Data Point No. 2: Make it easy to work with code
For those organizations and individuals not born in the digital age, the concept of doing “everything through code” can seem overwhelming. In addition, today the world faces a developer shortage. But a coded approach does not mean that everyone has to be a coder. There are tools available that use human-readable languages and templates that enable easy editing.
Infrastructure should be effortless and users should only have to configure the parameters of the infrastructure, not write custom scripts for each and every system. Not only does this make code accessible to teams across the organization with varying skill sets, but it also eliminates much of the time Ops, Security, and QA teams need to spend manually updating process and policy documentation.
Data Point No. 3: Use the right tool for the right job
In the hands of a savvy developer or application superuser, almost any software product can be made to do things way beyond what the vendor intended it to do. This is a core reason why organizations end up with technical debt and solutions that are hard to maintain and scale. Simply put, the tool was never meant to be used for that.
Historically, DevOps teams took an infrastructure-centric view of the world. Teams started with the infrastructure and built systems from the bottom up using layers and layers of automation. This worked well for a single application, but as more applications were added, dependency maps became more complex and the automation required increasing amounts of maintenance. In order to scale DevOps to the enterprise scale, teams need to take an application-centric view in order to handle the complex web of dependencies present in modern applications. An application-centric view of the world abstracts the application from the underlying infrastructure and packages only the required dependencies with the application.
Data Point No. 4: Enable one way to production
In order to scale, DevOps teams need to work more efficiently which requires standardization across tools and processes. Exception-based delivery is not a viable strategy. Base images need to be consistent across an organization and “snowflake configurations” need to be eliminated. In addition, standard, compliant baseline images need to be used and managed systematically. When using the right technology and the right hierarchy, concerns between the infrastructure and application cycle can be separated and consistently automated as part of CI/CD pipelines.
Without a normalized process that eliminates the disparity between build (dev) and deploy (stages) application delivery velocity cannot be achieved. Application packages/artifacts need to be built consistently across all of the stages of the deployment pipeline. Using the same artifact in both development and operations drives velocity and eliminates much of the complexity associated with application delivery.
Application delivery teams need to define an application consistently, regardless of the technology and take a non-opinionated view of the deployment topology. Regardless of the age of an application or the underlying code, it can be packaged and then deployed on a bare-metal device, in a VM or a container running in the cloud, or on-premises without having to rebuild the application.
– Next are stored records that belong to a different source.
//! Signature Application Service (Use Case)
//!
//! Drives signature workflows through their state machine and records a
//! notification whenever a signer is asked to sign or a workflow reaches an
//! outcome. Expiry is settled before any requested transition is applied.

use std::sync::Arc;

use chrono::{DateTime, Duration, Utc};
use uuid::Uuid;

use bureau::domain::{
    NewNotification, NewSignatureStep, NewSignatureWorkflow, NotificationPatch,
    SignatureWorkflowPatch,
};
use bureau::{
    Clock, Document, DomainConfig, DomainError, IdGenerator, Notification, Repo,
    SignatureWorkflow, Validate, WorkflowStatus,
};

/// Application service for SignatureWorkflow operations
pub struct SignatureService {
    workflows: Repo<SignatureWorkflow>,
    documents: Repo<Document>,
    notifications: Repo<Notification>,
    ids: Arc<dyn IdGenerator>,
    clock: Arc<dyn Clock>,
    config: Arc<DomainConfig>,
}

impl SignatureService {
    pub fn new(
        workflows: Repo<SignatureWorkflow>,
        documents: Repo<Document>,
        notifications: Repo<Notification>,
        ids: Arc<dyn IdGenerator>,
        clock: Arc<dyn Clock>,
        config: Arc<DomainConfig>,
    ) -> Self {
        Self {
            workflows,
            documents,
            notifications,
            ids,
            clock,
            config,
        }
    }

    /// Get all workflows
    pub async fn list_all(&self) -> Result<Vec<SignatureWorkflow>, DomainError> {
        self.workflows.find_all().await
    }

    /// Get a workflow by ID
    pub async fn get_by_id(&self, id: Uuid) -> Result<Option<SignatureWorkflow>, DomainError> {
        self.workflows.find_by_id(id).await
    }

    pub async fn list_for_document(&self, document_id: Uuid) -> Result<Vec<SignatureWorkflow>, DomainError> {
        self.workflows
            .find_by_index(SignatureWorkflow::BY_DOCUMENT, &document_id.to_string())
            .await
    }

    pub async fn list_by_status(&self, status: WorkflowStatus) -> Result<Vec<SignatureWorkflow>, DomainError> {
        self.workflows
            .find_by_index(SignatureWorkflow::BY_STATUS, &status.to_string())
            .await
    }

    /// Workflows in which `email` is one of the signers
    pub async fn list_for_signer(&self, email: &str) -> Result<Vec<SignatureWorkflow>, DomainError> {
        self.workflows
            .find_by_index(SignatureWorkflow::BY_SIGNER, &email.trim().to_lowercase())
            .await
    }

    async fn require(&self, id: Uuid) -> Result<SignatureWorkflow, DomainError> {
        self.workflows
            .find_by_id(id)
            .await?
            .ok_or_else(|| DomainError::not_found("SignatureWorkflow", id))
    }

    /// Now plus the configured number of days
    fn default_expiry(&self) -> Result<DateTime<Utc>, DomainError> {
        let days = self.config.signature_expiry_days;
        Duration::try_days(days)
            .and_then(|span| self.clock.now().checked_add_signed(span))
            .ok_or_else(|| {
                DomainError::validation(
                    "expires_at",
                    format!("{days} day(s) from now is out of range"),
                )
            })
    }

    /// Create a draft workflow for a document
    ///
    /// Without an explicit expiry the workflow expires after the configured
    /// number of days.
    pub async fn create(
        &self,
        document_id: Uuid,
        title: String,
        created_by: String,
        expires_at: Option<DateTime<Utc>>,
    ) -> Result<SignatureWorkflow, DomainError> {
        let expires_at = match expires_at {
            Some(at) => at,
            None => self.default_expiry()?,
        };
        let draft = NewSignatureWorkflow::new(document_id, title, created_by, expires_at);
        draft.validate(&self.config)?;
        if self.documents.find_by_id(document_id).await?.is_none() {
            return Err(DomainError::not_found("Document", document_id));
        }

        let saved = self.workflows.create(draft).await?;
        tracing::info!(
            "Created SignatureWorkflow: {} ({}) for Document {}",
            saved.title,
            saved.id,
            saved.document_id
        );
        Ok(saved)
    }

    pub async fn update(
        &self,
        id: Uuid,
        patch: SignatureWorkflowPatch,
    ) -> Result<SignatureWorkflow, DomainError> {
        patch.validate(&self.config)?;
        let current = self.require(id).await?;
        if current.status != WorkflowStatus::Draft {
            return Err(DomainError::invalid_transition(
                "SignatureWorkflow",
                current.status,
                current.status,
                "only a draft can be edited",
            ));
        }
        self.workflows.update(id, patch).await
    }

    /// Add a signer to a draft workflow
    pub async fn add_step(
        &self,
        id: Uuid,
        step: NewSignatureStep,
    ) -> Result<SignatureWorkflow, DomainError> {
        step.validate(&self.config)?;
        let step_id = self.ids.next_id();
        let saved = self
            .workflows
            .modify(
                id,
                Box::new(move |workflow| workflow.add_step(step_id, step).map(|_| ())),
            )
            .await?;
        tracing::info!("Added signer step {} to SignatureWorkflow {}", step_id, id);
        Ok(saved)
    }

    pub async fn remove_step(&self, id: Uuid, step_id: Uuid) -> Result<SignatureWorkflow, DomainError> {
        self.workflows
            .modify(id, Box::new(move |workflow| workflow.remove_step(step_id)))
            .await
    }

    /// `draft -> pending`, notifying the first signers
    pub async fn start(&self, id: Uuid) -> Result<SignatureWorkflow, DomainError> {
        let now = self.clock.now();
        let mut sent = Vec::new();
        let saved = self
            .workflows
            .modify(
                id,
                Box::new(|workflow| {
                    sent = workflow.start(now)?;
                    Ok(())
                }),
            )
            .await?;

        tracing::info!("Started SignatureWorkflow: {} ({} signer(s) notified)", id, sent.len());
        self.notify_signers(&saved, &sent).await?;
        Ok(saved)
    }

    /// Sign a sent step; the next ordinal is dispatched once its turn comes
    pub async fn sign(&self, id: Uuid, step_id: Uuid) -> Result<SignatureWorkflow, DomainError> {
        let now = self.clock.now();
        self.settle_expiry(id, now).await?;

        let mut sent = Vec::new();
        let saved = self
            .workflows
            .modify(
                id,
                Box::new(|workflow| {
                    sent = workflow.sign_step(step_id, now)?;
                    Ok(())
                }),
            )
            .await?;
        tracing::info!("Step {} signed in SignatureWorkflow {}", step_id, id);

        self.notify_signers(&saved, &sent).await?;
        if saved.status == WorkflowStatus::Completed {
            tracing::info!("SignatureWorkflow completed: {}", id);
            self.notify_creator(&saved).await?;
        }
        Ok(saved)
    }

    /// Decline a sent step, cancelling the whole workflow
    pub async fn decline(
        &self,
        id: Uuid,
        step_id: Uuid,
        reason: Option<String>,
    ) -> Result<SignatureWorkflow, DomainError> {
        let now = self.clock.now();
        self.settle_expiry(id, now).await?;

        let saved = self
            .workflows
            .modify(
                id,
                Box::new(move |workflow| workflow.decline_step(step_id, reason, now)),
            )
            .await?;
        tracing::warn!("Step {} declined, SignatureWorkflow {} cancelled", step_id, id);

        self.notify_creator(&saved).await?;
        Ok(saved)
    }

    /// Expire every pending workflow whose deadline has passed
    pub async fn expire_due(&self) -> Result<Vec<SignatureWorkflow>, DomainError> {
        let now = self.clock.now();
        let mut expired = Vec::new();
        for workflow in self.list_by_status(WorkflowStatus::Pending).await? {
            if let Some(saved) = self.expire_if_due(workflow.id, now).await? {
                expired.push(saved);
            }
        }
        if !expired.is_empty() {
            tracing::info!("Expired {} SignatureWorkflow(s)", expired.len());
        }
        Ok(expired)
    }

    /// Persist a pending expiry so the caller's transition sees the expired state
    async fn settle_expiry(&self, id: Uuid, now: DateTime<Utc>) -> Result<(), DomainError> {
        let workflow = self.require(id).await?;
        if workflow.status == WorkflowStatus::Pending && workflow.is_past_expiry(now) {
            if let Some(saved) = self.expire_if_due(id, now).await? {
                tracing::info!("SignatureWorkflow expired: {}", saved.id);
            }
        }
        Ok(())
    }

    /// Expire one workflow, re-checking its deadline under the store lock
    async fn expire_if_due(
        &self,
        id: Uuid,
        now: DateTime<Utc>,
    ) -> Result<Option<SignatureWorkflow>, DomainError> {
        let saved = self
            .workflows
            .modify(
                id,
                Box::new(|workflow| {
                    if !workflow.expire_if_due(now) {
                        return Err(DomainError::invalid_transition(
                            "SignatureWorkflow",
                            workflow.status,
                            WorkflowStatus::Expired,
                            "workflow is not due to expire",
                        ));
                    }
                    Ok(())
                }),
            )
            .await;
        match saved {
            Ok(saved) => {
                self.notify_creator(&saved).await?;
                Ok(Some(saved))
            }
            // Settled or removed by another caller in the meantime
            Err(DomainError::InvalidTransition { .. } | DomainError::NotFound { .. }) => Ok(None),
            Err(err) => Err(err),
        }
    }

    async fn notify_signers(
        &self,
        workflow: &SignatureWorkflow,
        step_ids: &[Uuid],
    ) -> Result<(), DomainError> {
        for step in workflow.steps.iter().filter(|s| step_ids.contains(&s.id)) {
            self.notify(NewNotification {
                recipient: step.signer_email.clone(),
                subject: format!("Signature requested: {}", workflow.title),
                body: format!(
                    "{}, please sign \"{}\" before {}.",
                    step.signer_name,
                    workflow.title,
                    workflow.expires_at.format("%Y-%m-%d %H:%M UTC")
                ),
                workflow_id: Some(workflow.id),
            })
            .await?;
        }
        Ok(())
    }

    async fn notify_creator(&self, workflow: &SignatureWorkflow) -> Result<(), DomainError> {
        self.notify(NewNotification {
            recipient: workflow.created_by.clone(),
            subject: format!("Signature workflow {}: {}", workflow.status, workflow.title),
            body: format!(
                "\"{}\" is now {} ({} of {} signature(s) collected).",
                workflow.title,
                workflow.status,
                workflow
                    .steps
                    .iter()
                    .filter(|s| s.status == bureau::StepStatus::Signed)
                    .count(),
                workflow.steps.len()
            ),
            workflow_id: Some(workflow.id),
        })
        .await
    }

    async fn notify(&self, draft: NewNotification) -> Result<(), DomainError> {
        draft.validate(&self.config)?;
        let saved = self.notifications.create(draft).await?;
        tracing::debug!("Notification {} queued for {}", saved.id, saved.recipient);
        Ok(())
    }

    /// Inbox of one recipient, oldest first
    pub async fn notifications_for(&self, recipient: &str) -> Result<Vec<Notification>, DomainError> {
        self.notifications
            .find_by_index(Notification::BY_RECIPIENT, &recipient.trim().to_lowercase())
            .await
    }

    /// Mark a notification read; it must belong to `recipient`
    pub async fn mark_read(&self, recipient: &str, id: Uuid) -> Result<Notification, DomainError> {
        let recipient = recipient.trim().to_lowercase();
        match self.notifications.find_by_id(id).await? {
            Some(n) if n.recipient == recipient => {
                self.notifications
                    .update(id, NotificationPatch { read: Some(true) })
                    .await
            }
            _ => Err(DomainError::not_found("Notification", id)),
        }
    }
}
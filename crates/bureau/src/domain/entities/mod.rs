//! Domain Entities
//!
//! Pure domain models without infrastructure dependencies.
//! - GED: Folder, Document, DocumentLink, SignatureWorkflow, Notification
//! - HR: Employee, LeaveRequest
//! - Marketing: Contact, Segment
//! - Sales: Deal

mod contact;
mod deal;
mod document;
mod document_link;
mod employee;
mod entity;
mod folder;
mod leave_request;
mod notification;
mod segment;
mod signature;

pub use contact::*;
pub use deal::*;
pub use document::*;
pub use document_link::*;
pub use employee::*;
pub use entity::*;
pub use folder::*;
pub use leave_request::*;
pub use notification::*;
pub use segment::*;
pub use signature::*;
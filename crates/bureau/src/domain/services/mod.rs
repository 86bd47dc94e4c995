//! Domain Services
//!
//! Stateless logic shared by the application layer.

pub mod folder_paths;
pub mod query;
pub mod relevance;

pub use folder_paths::*;
pub use query::{apply_filter, matches, validate_filter};
pub use relevance::{rank, score, Scored, Searchable};
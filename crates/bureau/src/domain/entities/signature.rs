//! SignatureWorkflow - Ordered electronic signature circuit for a document
//!
//! A workflow is built as a draft, started, and then driven by its signers:
//!
//! ```text
//! workflow: draft -> pending -> { completed | cancelled | expired }
//! step:     pending -> sent -> { signed | declined }
//!           pending | sent -> expired   (only when the workflow expires)
//! ```
//!
//! Steps carry an ordinal; a step can only be sent once every step with a
//! lower ordinal has signed. Steps sharing an ordinal are signed in
//! parallel. Every method either applies its transition completely or
//! returns an error and leaves the workflow untouched.

use chrono::{DateTime, Utc};
use serde::{Deserialize, Serialize};
use uuid::Uuid;

use super::entity::{require_email, require_name, Entity, Validate};
use crate::domain::config::DomainConfig;
use crate::domain::errors::DomainError;
use crate::domain::value_objects::{FieldValue, StepStatus, WorkflowStatus};

const WORKFLOW: &str = "SignatureWorkflow";
const STEP: &str = "SignatureStep";

/// One signer's position in the circuit
#[derive(Debug, Clone, PartialEq, Serialize, Deserialize)]
pub struct SignatureStep {
    pub id: Uuid,
    /// Ordinal, 1-based; equal ordinals sign in parallel
    pub order: u32,
    pub signer_name: String,
    /// Stored lowercase
    pub signer_email: String,
    pub status: StepStatus,
    pub sent_at: Option<DateTime<Utc>>,
    pub completed_at: Option<DateTime<Utc>>,
    pub decline_reason: Option<String>,
}

#[derive(Debug, Clone, PartialEq, Serialize, Deserialize)]
pub struct SignatureWorkflow {
    pub id: Uuid,
    pub document_id: Uuid,
    pub title: String,
    /// Email of the requester, notified when the workflow settles
    pub created_by: String,
    pub status: WorkflowStatus,
    /// Sorted by ordinal, insertion order within an ordinal
    pub steps: Vec<SignatureStep>,
    pub expires_at: DateTime<Utc>,
    pub created_at: DateTime<Utc>,
    pub updated_at: DateTime<Utc>,
}

#[derive(Debug, Clone)]
pub struct NewSignatureWorkflow {
    pub document_id: Uuid,
    pub title: String,
    pub created_by: String,
    pub expires_at: DateTime<Utc>,
}

#[derive(Debug, Clone)]
pub struct NewSignatureStep {
    pub order: u32,
    pub signer_name: String,
    pub signer_email: String,
}

/// Only applicable while the workflow is a draft
#[derive(Debug, Clone, Default)]
pub struct SignatureWorkflowPatch {
    pub title: Option<String>,
    pub expires_at: Option<DateTime<Utc>>,
}

impl SignatureWorkflow {
    pub const BY_DOCUMENT: &'static str = "document";
    pub const BY_STATUS: &'static str = "status";
    pub const BY_SIGNER: &'static str = "signer";

    pub fn step(&self, step_id: Uuid) -> Option<&SignatureStep> {
        self.steps.iter().find(|s| s.id == step_id)
    }

    fn step_index(&self, step_id: Uuid) -> Result<usize, DomainError> {
        self.steps
            .iter()
            .position(|s| s.id == step_id)
            .ok_or_else(|| DomainError::not_found(STEP, step_id))
    }

    /// Append a signer; only allowed while drafting
    pub fn add_step(&mut self, step_id: Uuid, step: NewSignatureStep) -> Result<&SignatureStep, DomainError> {
        if self.status != WorkflowStatus::Draft {
            return Err(DomainError::invalid_transition(
                WORKFLOW,
                self.status,
                self.status,
                "signers can only be added to a draft",
            ));
        }
        let email = step.signer_email.trim().to_lowercase();
        if self.steps.iter().any(|s| s.signer_email == email) {
            return Err(DomainError::duplicate("signature_steps", email));
        }

        self.steps.push(SignatureStep {
            id: step_id,
            order: step.order,
            signer_name: step.signer_name.trim().to_string(),
            signer_email: email,
            status: StepStatus::Pending,
            sent_at: None,
            completed_at: None,
            decline_reason: None,
        });
        // Stable: keeps insertion order within an ordinal
        self.steps.sort_by_key(|s| s.order);

        self.step(step_id)
            .ok_or_else(|| DomainError::not_found(STEP, step_id))
    }

    /// Drop a signer; only allowed while drafting
    pub fn remove_step(&mut self, step_id: Uuid) -> Result<(), DomainError> {
        if self.status != WorkflowStatus::Draft {
            return Err(DomainError::invalid_transition(
                WORKFLOW,
                self.status,
                self.status,
                "signers can only be removed from a draft",
            ));
        }
        let idx = self.step_index(step_id)?;
        self.steps.remove(idx);
        Ok(())
    }

    pub fn is_past_expiry(&self, now: DateTime<Utc>) -> bool {
        now >= self.expires_at
    }

    /// Aggregate status as a function of the step statuses
    pub fn derive_status(&self, now: DateTime<Utc>) -> WorkflowStatus {
        if self.status == WorkflowStatus::Draft {
            return WorkflowStatus::Draft;
        }
        if self.steps.iter().any(|s| s.status == StepStatus::Declined) {
            return WorkflowStatus::Cancelled;
        }
        if !self.steps.is_empty() && self.steps.iter().all(|s| s.status == StepStatus::Signed) {
            return WorkflowStatus::Completed;
        }
        if self.steps.iter().any(|s| s.status == StepStatus::Expired) || self.is_past_expiry(now) {
            return WorkflowStatus::Expired;
        }
        WorkflowStatus::Pending
    }

    fn prior_ordinals_signed(&self, order: u32) -> bool {
        self.steps
            .iter()
            .filter(|s| s.order < order)
            .all(|s| s.status == StepStatus::Signed)
    }

    /// Pending steps whose earlier ordinals have all signed
    pub fn eligible_steps(&self) -> Vec<&SignatureStep> {
        if self.status != WorkflowStatus::Pending {
            return Vec::new();
        }
        self.steps
            .iter()
            .filter(|s| s.status == StepStatus::Pending && self.prior_ordinals_signed(s.order))
            .collect()
    }

    fn ensure_accepting(&self, now: DateTime<Utc>, to: StepStatus) -> Result<(), DomainError> {
        if self.status != WorkflowStatus::Pending {
            return Err(DomainError::invalid_transition(
                WORKFLOW,
                self.status,
                format!("step {to}"),
                format!("workflow is {}, not awaiting signatures", self.status),
            ));
        }
        if self.is_past_expiry(now) {
            return Err(DomainError::invalid_transition(
                WORKFLOW,
                self.status,
                format!("step {to}"),
                "workflow has passed its expiry",
            ));
        }
        Ok(())
    }

    /// `draft -> pending`; sends the first ordinal and returns the sent step ids
    pub fn start(&mut self, now: DateTime<Utc>) -> Result<Vec<Uuid>, DomainError> {
        if self.status != WorkflowStatus::Draft {
            return Err(DomainError::invalid_transition(
                WORKFLOW,
                self.status,
                WorkflowStatus::Pending,
                "only a draft can be started",
            ));
        }
        if self.steps.is_empty() {
            return Err(DomainError::invalid_transition(
                WORKFLOW,
                self.status,
                WorkflowStatus::Pending,
                "workflow has no signers",
            ));
        }
        if self.is_past_expiry(now) {
            return Err(DomainError::invalid_transition(
                WORKFLOW,
                self.status,
                WorkflowStatus::Pending,
                "expiry is already past",
            ));
        }

        self.status = WorkflowStatus::Pending;
        Ok(self.dispatch_eligible(now))
    }

    /// `pending -> sent` for one step
    pub fn send_step(&mut self, step_id: Uuid, now: DateTime<Utc>) -> Result<(), DomainError> {
        self.ensure_accepting(now, StepStatus::Sent)?;
        let idx = self.step_index(step_id)?;
        let step = &self.steps[idx];
        if step.status != StepStatus::Pending {
            return Err(DomainError::invalid_transition(
                STEP,
                step.status,
                StepStatus::Sent,
                "step was already sent or decided",
            ));
        }
        if !self.prior_ordinals_signed(step.order) {
            return Err(DomainError::invalid_transition(
                STEP,
                step.status,
                StepStatus::Sent,
                "earlier signers have not all signed",
            ));
        }

        let step = &mut self.steps[idx];
        step.status = StepStatus::Sent;
        step.sent_at = Some(now);
        Ok(())
    }

    /// Send every eligible step, returning their ids
    pub fn dispatch_eligible(&mut self, now: DateTime<Utc>) -> Vec<Uuid> {
        let ids: Vec<Uuid> = self.eligible_steps().iter().map(|s| s.id).collect();
        for step in self.steps.iter_mut().filter(|s| ids.contains(&s.id)) {
            step.status = StepStatus::Sent;
            step.sent_at = Some(now);
        }
        ids
    }

    /// `sent -> signed`; returns the ids of steps sent as a consequence
    pub fn sign_step(&mut self, step_id: Uuid, now: DateTime<Utc>) -> Result<Vec<Uuid>, DomainError> {
        self.ensure_accepting(now, StepStatus::Signed)?;
        let idx = self.step_index(step_id)?;
        let step = &self.steps[idx];
        if step.status != StepStatus::Sent {
            return Err(DomainError::invalid_transition(
                STEP,
                step.status,
                StepStatus::Signed,
                "only a sent step can be signed",
            ));
        }

        let step = &mut self.steps[idx];
        step.status = StepStatus::Signed;
        step.completed_at = Some(now);
        self.status = self.derive_status(now);

        if self.status == WorkflowStatus::Pending {
            Ok(self.dispatch_eligible(now))
        } else {
            Ok(Vec::new())
        }
    }

    /// `sent -> declined`; cancels the whole workflow
    pub fn decline_step(
        &mut self,
        step_id: Uuid,
        reason: Option<String>,
        now: DateTime<Utc>,
    ) -> Result<(), DomainError> {
        self.ensure_accepting(now, StepStatus::Declined)?;
        let idx = self.step_index(step_id)?;
        let step = &self.steps[idx];
        if step.status != StepStatus::Sent {
            return Err(DomainError::invalid_transition(
                STEP,
                step.status,
                StepStatus::Declined,
                "only a sent step can be declined",
            ));
        }

        let step = &mut self.steps[idx];
        step.status = StepStatus::Declined;
        step.completed_at = Some(now);
        step.decline_reason = reason;
        self.status = self.derive_status(now);
        Ok(())
    }

    /// Force a pending workflow past its expiry, and its open steps, to expired
    ///
    /// Returns whether anything changed.
    pub fn expire_if_due(&mut self, now: DateTime<Utc>) -> bool {
        if self.status != WorkflowStatus::Pending || !self.is_past_expiry(now) {
            return false;
        }
        for step in self.steps.iter_mut().filter(|s| s.status.is_open()) {
            step.status = StepStatus::Expired;
            step.completed_at = Some(now);
        }
        self.status = WorkflowStatus::Expired;
        true
    }

    /// Lowercase emails of every signer
    pub fn signer_emails(&self) -> Vec<String> {
        self.steps.iter().map(|s| s.signer_email.clone()).collect()
    }
}

impl NewSignatureWorkflow {
    pub fn new(
        document_id: Uuid,
        title: impl Into<String>,
        created_by: impl Into<String>,
        expires_at: DateTime<Utc>,
    ) -> Self {
        Self {
            document_id,
            title: title.into(),
            created_by: created_by.into(),
            expires_at,
        }
    }
}

impl NewSignatureStep {
    pub fn new(order: u32, signer_name: impl Into<String>, signer_email: impl Into<String>) -> Self {
        Self {
            order,
            signer_name: signer_name.into(),
            signer_email: signer_email.into(),
        }
    }
}

impl Validate for NewSignatureWorkflow {
    fn validate(&self, config: &DomainConfig) -> Result<(), DomainError> {
        require_name("title", &self.title, config)?;
        require_email("created_by", &self.created_by)
    }
}

impl Validate for NewSignatureStep {
    fn validate(&self, config: &DomainConfig) -> Result<(), DomainError> {
        if self.order == 0 {
            return Err(DomainError::validation("order", "must be at least 1"));
        }
        require_name("signer_name", &self.signer_name, config)?;
        require_email("signer_email", &self.signer_email)
    }
}

impl Validate for SignatureWorkflowPatch {
    fn validate(&self, config: &DomainConfig) -> Result<(), DomainError> {
        if let Some(title) = &self.title {
            require_name("title", title, config)?;
        }
        Ok(())
    }
}

impl Entity for SignatureWorkflow {
    const ENTITY_TYPE: &'static str = WORKFLOW;
    const FIELDS: &'static [&'static str] = &[
        "id",
        "document_id",
        "title",
        "created_by",
        "status",
        "signers",
        "step_count",
        "expires_at",
        "created_at",
        "updated_at",
    ];
    const INDEXES: &'static [&'static str] = &[Self::BY_DOCUMENT, Self::BY_STATUS, Self::BY_SIGNER];

    type Draft = NewSignatureWorkflow;
    type Patch = SignatureWorkflowPatch;

    fn from_draft(id: Uuid, now: DateTime<Utc>, draft: NewSignatureWorkflow) -> Self {
        Self {
            id,
            document_id: draft.document_id,
            title: draft.title.trim().to_string(),
            created_by: draft.created_by.trim().to_lowercase(),
            status: WorkflowStatus::Draft,
            steps: Vec::new(),
            expires_at: draft.expires_at,
            created_at: now,
            updated_at: now,
        }
    }

    fn apply_patch(&mut self, patch: SignatureWorkflowPatch) {
        if let Some(title) = patch.title {
            self.title = title.trim().to_string();
        }
        if let Some(expires_at) = patch.expires_at {
            self.expires_at = expires_at;
        }
    }

    fn id(&self) -> Uuid {
        self.id
    }

    fn created_at(&self) -> DateTime<Utc> {
        self.created_at
    }

    fn updated_at(&self) -> DateTime<Utc> {
        self.updated_at
    }

    fn set_timestamps(&mut self, created_at: DateTime<Utc>, updated_at: DateTime<Utc>) {
        self.created_at = created_at;
        self.updated_at = updated_at;
    }

    fn field(&self, name: &str) -> Option<FieldValue> {
        Some(match name {
            "id" => self.id.into(),
            "document_id" => self.document_id.into(),
            "title" => self.title.as_str().into(),
            "created_by" => self.created_by.as_str().into(),
            "status" => self.status.to_string().into(),
            "signers" => self.signer_emails().into(),
            "step_count" => (self.steps.len() as u64).into(),
            "expires_at" => self.expires_at.into(),
            "created_at" => self.created_at.into(),
            "updated_at" => self.updated_at.into(),
            _ => return None,
        })
    }

    fn index_keys(&self, index: &str) -> Vec<String> {
        match index {
            Self::BY_DOCUMENT => vec![self.document_id.to_string()],
            Self::BY_STATUS => vec![self.status.to_string()],
            Self::BY_SIGNER => self.signer_emails(),
            _ => Vec::new(),
        }
    }
}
Data Point No. 5: Shift risk mitigation left
Thanks to agile, cloud and microservices development is getting faster. The sooner new code makes it into production, the quicker the company recognizes the value. System testing, compliance audits, application replatforming, run time errors and reporting are all velocity blockers.
Coded approaches include policy along with the release, and tests are run and errors are addressed at build time vs. run time. Each policy and dependency are defined as code, versioned, and stored in source control along with the application code. They travel the pipeline along with the application code, are updated, and versioned along with the application and monitored in production. Attaching codified assets to an application release at the source control level is the easiest, cheapest and fastest way to ensure compliance and accelerate delivery.